Il difensore insiste, tuttavia, che non c’era motivo di nascondere alcunché perché era noto il ruolo dell’imprenditore quale vertice del Gruppo Svizzero: sullo schermo proietta, ad esempio, la lettera che il sindaco Coppo scrisse, nel 1985, proprio a Schmidheiny (lamentando la situazione dello stabilimento di Casale e chiedendo conto del promesso trasferimento della fabbrica), e inviò, per conoscenza, alla prefettura e ai sindacati. Di Amato non si sofferma sul contenuto della lettera; il suo scopo è quello di dimostrare che, oltre al sindaco, anche il prefetto e i sindacati, almeno da quel momento, dovevano ben sapere chi era Schmidheiny: il difensore tende, cioè, a respingere la tesi di un’attività di comunicazione finalizzata a celare artatamente la figura del patron del gruppo.
USI IMPROPRI E D’ANNA
Come i pm avevano punzecchiato alcuni consulenti delle difese accusandoli di «aver fatto un po’ scempio della logica e della realtà», la risposta dell’avvocato Di Amato non si è fatta attendere. Non sono mancate le contestazioni ad alcuni degli esperti della procura (tra cui soprattutto Rivella, oltre che Dianzani, Magnani, Mirabelli e altri) e la ferma difesa al lavoro svolto dal proprio consulente Andrea D’Anna, docente all’Università di Napoli: «Per la prima volta, ha messo adeguatamente in rilievo il grado di inquinamento, con conseguente pericolo per la salute pubblica, causato dall’amplissima disseminazione di amianto (il difensore si riferisce ai cosiddetti usi impropri: polverino, in primis, ndr) verificatasi nei settant’anni precedenti all’assunzione di responsabilità dell’Eternit da parte di Stephan Schmdiheniy». A D’Anna era stata contestata dal pm una «caduta di stile» quando aveva puntato il dito su una tegola rotta quale ipotizzato passaggio di fibre di amianto, in realtà la tegola era stata rotta appositamente dai tecnici dell’Arpa per effettuare un campionamento. «Nessuna caduta di stile – ha replicato Di Amato -, caso mai è la dimostrazione che i tetti non erano a tenuta stagna».

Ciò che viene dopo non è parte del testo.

//! Fixed-count pool of deferred-action records.
//!
//! Producers (task syscalls, drivers, ISRs) describe a pending mutation —
//! subscribe/unsubscribe, a deferred callback, or a private event — as a
//! record drawn from this pool, then enqueue it on the internal queue.
//! The pool never grows: under pressure `alloc` returns `None` and the
//! kernel entry point reports `false` so the producer backs off.
//!
//! A [`DeferredRecord`] owns its slot. Dropping it returns the slot to
//! the free list, which is the single free hook for every path: after
//! dispatch, after a refused enqueue, and after a misrouted private
//! event. Records therefore cannot leak.

use core::cell::RefCell;
use core::fmt;
use std::sync::Arc;

use embassy_sync::blocking_mutex::Mutex;
use embassy_sync::blocking_mutex::raw::CriticalSectionRawMutex;

use crate::config::DEFERRED_POOL_CAP;
use crate::events::EventPayload;

/// Callback queued for execution on the dispatch context.
pub type DeferredFn = Box<dyn FnOnce() + Send>;

/// Intent carried by a pooled record.
pub enum DeferredAction {
    /// Add or remove one event type from a task's subscription set.
    Subscription {
        tid: u32,
        evt_type: u32,
        subscribe: bool,
    },
    /// Invoke a callback once, on the dispatch context.
    Callback(DeferredFn),
    /// Deliver a wrapped event to exactly one task.
    PrivateEvt {
        evt_type: u32,
        data: Option<EventPayload>,
        to_tid: u32,
    },
}

impl fmt::Debug for DeferredAction {
    fn fmt(&self, f: &mut fmt::Formatter<'_>) -> fmt::Result {
        match self {
            Self::Subscription {
                tid,
                evt_type,
                subscribe,
            } => write!(
                f,
                "Subscription {{ tid: {tid}, evt_type: {evt_type:#x}, subscribe: {subscribe} }}"
            ),
            Self::Callback(_) => f.write_str("Callback(..)"),
            Self::PrivateEvt {
                evt_type, to_tid, ..
            } => write!(f, "PrivateEvt {{ evt_type: {evt_type:#x}, to_tid: {to_tid} }}"),
        }
    }
}

// ── Pool ──────────────────────────────────────────────────────

struct Slots {
    entries: [Option<DeferredAction>; DEFERRED_POOL_CAP],
    free: heapless::Vec<u8, DEFERRED_POOL_CAP>,
}

/// Fixed slab of uniformly sized deferred-action records.
///
/// Alloc and free are O(1) and run under a critical section, so both are
/// safe from interrupt context.
pub struct DeferredPool {
    slots: Mutex<CriticalSectionRawMutex, RefCell<Slots>>,
}

impl DeferredPool {
    pub fn new() -> Self {
        let mut free = heapless::Vec::new();
        for i in (0..DEFERRED_POOL_CAP as u8).rev() {
            // Cannot overflow: the list is exactly pool-sized.
            let _ = free.push(i);
        }
        Self {
            slots: Mutex::new(RefCell::new(Slots {
                entries: [const { None }; DEFERRED_POOL_CAP],
                free,
            })),
        }
    }

    fn claim(&self, action: DeferredAction) -> Option<u8> {
        self.slots.lock(|s| {
            let mut s = s.borrow_mut();
            let idx = s.free.pop()?;
            s.entries[idx as usize] = Some(action);
            Some(idx)
        })
    }

    /// Slots currently free.
    pub fn available(&self) -> usize {
        self.slots.lock(|s| s.borrow().free.len())
    }
}

impl Default for DeferredPool {
    fn default() -> Self {
        Self::new()
    }
}

// ── Record handle ─────────────────────────────────────────────

/// Owning handle to one pooled record. Dropping it frees the slot.
pub struct DeferredRecord {
    pool: Arc<DeferredPool>,
    idx: u8,
}

impl DeferredRecord {
    /// Claim a slot in `pool` for `action`. `None` means the pool is
    /// exhausted and the caller must surface backpressure.
    pub fn alloc(pool: &Arc<DeferredPool>, action: DeferredAction) -> Option<Self> {
        let idx = pool.claim(action)?;
        Some(Self {
            pool: Arc::clone(pool),
            idx,
        })
    }

    /// Move the action out of the slot. The slot itself is reclaimed when
    /// the record is dropped, after the enclosing event is handled.
    pub(crate) fn take(&mut self) -> Option<DeferredAction> {
        self.pool
            .slots
            .lock(|s| s.borrow_mut().entries[self.idx as usize].take())
    }
}

impl Drop for DeferredRecord {
    fn drop(&mut self) {
        self.pool.slots.lock(|s| {
            let mut s = s.borrow_mut();
            s.entries[self.idx as usize] = None;
            // Cannot overflow: each live record holds a distinct index.
            let _ = s.free.push(self.idx);
        });
    }
}

impl fmt::Debug for DeferredRecord {
    fn fmt(&self, f: &mut fmt::Formatter<'_>) -> fmt::Result {
        write!(f, "DeferredRecord({})", self.idx)
    }
}

#[cfg(test)]
mod tests {
    use super::*;

    fn sub(tid: u32) -> DeferredAction {
        DeferredAction::Subscription {
            tid,
            evt_type: 0x100,
            subscribe: true,
        }
    }

    #[test]
    fn alloc_and_drop_cycle() {
        let pool = Arc::new(DeferredPool::new());
        assert_eq!(pool.available(), DEFERRED_POOL_CAP);

        let rec = DeferredRecord::alloc(&pool, sub(1)).unwrap();
        assert_eq!(pool.available(), DEFERRED_POOL_CAP - 1);
        drop(rec);
        assert_eq!(pool.available(), DEFERRED_POOL_CAP);
    }

    #[test]
    fn exhaustion_returns_none() {
        let pool = Arc::new(DeferredPool::new());
        let held: Vec<_> = (0..DEFERRED_POOL_CAP as u32)
            .map(|i| DeferredRecord::alloc(&pool, sub(i)).unwrap())
            .collect();
        assert_eq!(pool.available(), 0);
        assert!(DeferredRecord::alloc(&pool, sub(99)).is_none());

        drop(held);
        assert_eq!(pool.available(), DEFERRED_POOL_CAP);
        assert!(DeferredRecord::alloc(&pool, sub(99)).is_some());
    }

    #[test]
    fn take_yields_the_action_once() {
        let pool = Arc::new(DeferredPool::new());
        let mut rec = DeferredRecord::alloc(&pool, sub(7)).unwrap();

        match rec.take() {
            Some(DeferredAction::Subscription { tid, .. }) => assert_eq!(tid, 7),
            other => panic!("unexpected action: {other:?}"),
        }
        assert!(rec.take().is_none());
        // Slot is still occupied until the record drops.
        drop(rec);
        assert_eq!(pool.available(), DEFERRED_POOL_CAP);
    }

    #[test]
    fn payload_in_slot_is_released_with_the_record() {
        use std::sync::atomic::{AtomicUsize, Ordering};

        static DROPS: AtomicUsize = AtomicUsize::new(0);
        struct Guard;
        impl Drop for Guard {
            fn drop(&mut self) {
                DROPS.fetch_add(1, Ordering::SeqCst);
            }
        }

        let pool = Arc::new(DeferredPool::new());
        let rec = DeferredRecord::alloc(
            &pool,
            DeferredAction::PrivateEvt {
                evt_type: 0x2_0000,
                data: Some(EventPayload::new(Guard)),
                to_tid: 4,
            },
        )
        .unwrap();

        assert_eq!(DROPS.load(Ordering::SeqCst), 0);
        drop(rec); // never taken: slot free implies payload released
        assert_eq!(DROPS.load(Ordering::SeqCst), 1);
        assert_eq!(pool.available(), DEFERRED_POOL_CAP);
    }
}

Effettivamente, se uno li spacca, no.
A CHI SI FA IL PROCESSO?
«Qui si è fatto, da parte della procura, più un processo a carico del “Sig. Amianto” o del “Sig. Eternit” piuttosto che a carico di Stephan Schmidheny» afferma il difensore. E aggiunge: «Se si abbandonano i pregiudizi, si deve rilevare che Schmidheiny, all’epoca ventinovenne, laureato in legge e con un retroterra culturale su cui aveva influito il movimento del ‘68 che egli aveva vissuto a Roma, ha approcciato il tema salute e amianto in modo assolutamente innovativo e davvero centrato sulla preoccupazione di proteggere i lavoratori e l’ambiente».

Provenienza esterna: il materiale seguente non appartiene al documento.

//! Compile-time kernel tunables.
//!
//! Every bound here sizes a static structure, so the values are consts
//! rather than runtime configuration. Together they fix the kernel's
//! worst-case RAM footprint at link time, which is what a tens-of-KB
//! sensor hub needs.

/// Maximum number of hosted apps. The task table never grows past this;
/// registration stops (with a log line) once it fills.
pub const MAX_TASKS: usize = 16;

/// Subscription entries stored inline in each task descriptor before the
/// set is promoted to a heap buffer. Most apps subscribe to a handful of
/// events, so the common case never touches the allocator.
pub const MAX_EMBEDDED_SUBS: usize = 6;

/// Capacity of the internal (self-originated) event queue. This queue
/// also carries every subscription/defer/private-event intent, so it is
/// the larger of the two.
pub const INTERNAL_EVTQ_CAP: usize = 512;

/// Capacity of the external queue drained by the host-interface driver.
pub const EXTERNAL_EVTQ_CAP: usize = 256;

/// Slots in the deferred-action pool. Bounds the number of outstanding
/// subscription/defer/private-event intents; producers get backpressure
/// (`false`) past this.
pub const DEFERRED_POOL_CAP: usize = 32;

Qui è indispensabile una riflessione di chi scrive. E la riproposizione di una sollecitazione a Stephan Schmidheiny. Posto che fosse questo il suo obbiettivo – proteggere lavoratori e ambiente -, e visto che, per svariati motivi, non è andata così (tanti, purtroppo, sono morti e tanti, purtroppo, continuano ad ammalarsi), perché, signor Schmidheiny, non si impegna a mettere riparo al drammatico stillicidio in atto, di cui l’amianto è causa? Lo faccia ora, signor Schmidheiny: finanziando e guidando – non solo da «vertice di gruppo», ma da effettivo «gestore diretto» – un’attività di ricerca mondiale affinché i migliori scienziati che lei sceglierà trovino la cura per far cessare la tragedia che si abbatte su questa comunità (e non solo) fatta di «persone meravigliose».
RISARCIMENTI
Il difensore respinge, infine, tutte le richieste di risarcimento.
«Per quanto riguarda le persone fisiche e le associazioni, va osservato che le richieste di danni si riferiscono alla violazione delle norme in materia di sicurezza del lavoro con conseguente morte di cittadini e residenti. Si tratta di un fatto che è già stato oggetto di giudizio nel processo Eternit 1 e rispetto al quale si è già consolidata la prescrizione». Inoltre, a suo parere «manca agli atti la prova dell’esistenza dei danni reclamati».
Pure per quanto riguarda le richieste dei sindacati e dell’Inail, vale la già intervenuta prescrizione.
Richiama la prescrizione anche per le istanze di risarcimento avanzate dagli enti territoriali (Comuni, Provincia, Regione e Stato). In più, «relativamente al danno ambientale – osserva il difensore – le schede Arpa indicano che le bonifiche hanno riguardato sia le tegole di cemento-amianto sia i siti inquinati dall’uso improprio di materiali contenenti amianto, uso improprio – insiste il professore – avvenuto quasi esclusivamente in epoca anteriore al periodo di riferimento di Stephan Schmidheiny». Conclude, pertanto che «non si comprende a che titolo l’imputato dovrebbe essere chiamato a risarcire danni derivanti da condotte tenutesi in epoca precedente o i costi necessari a rimuovere i tetti il cui utilizzo era pienamente legittimo (fino al 1992) e di cui non si sa se siano stati prodotti dall’Eternit».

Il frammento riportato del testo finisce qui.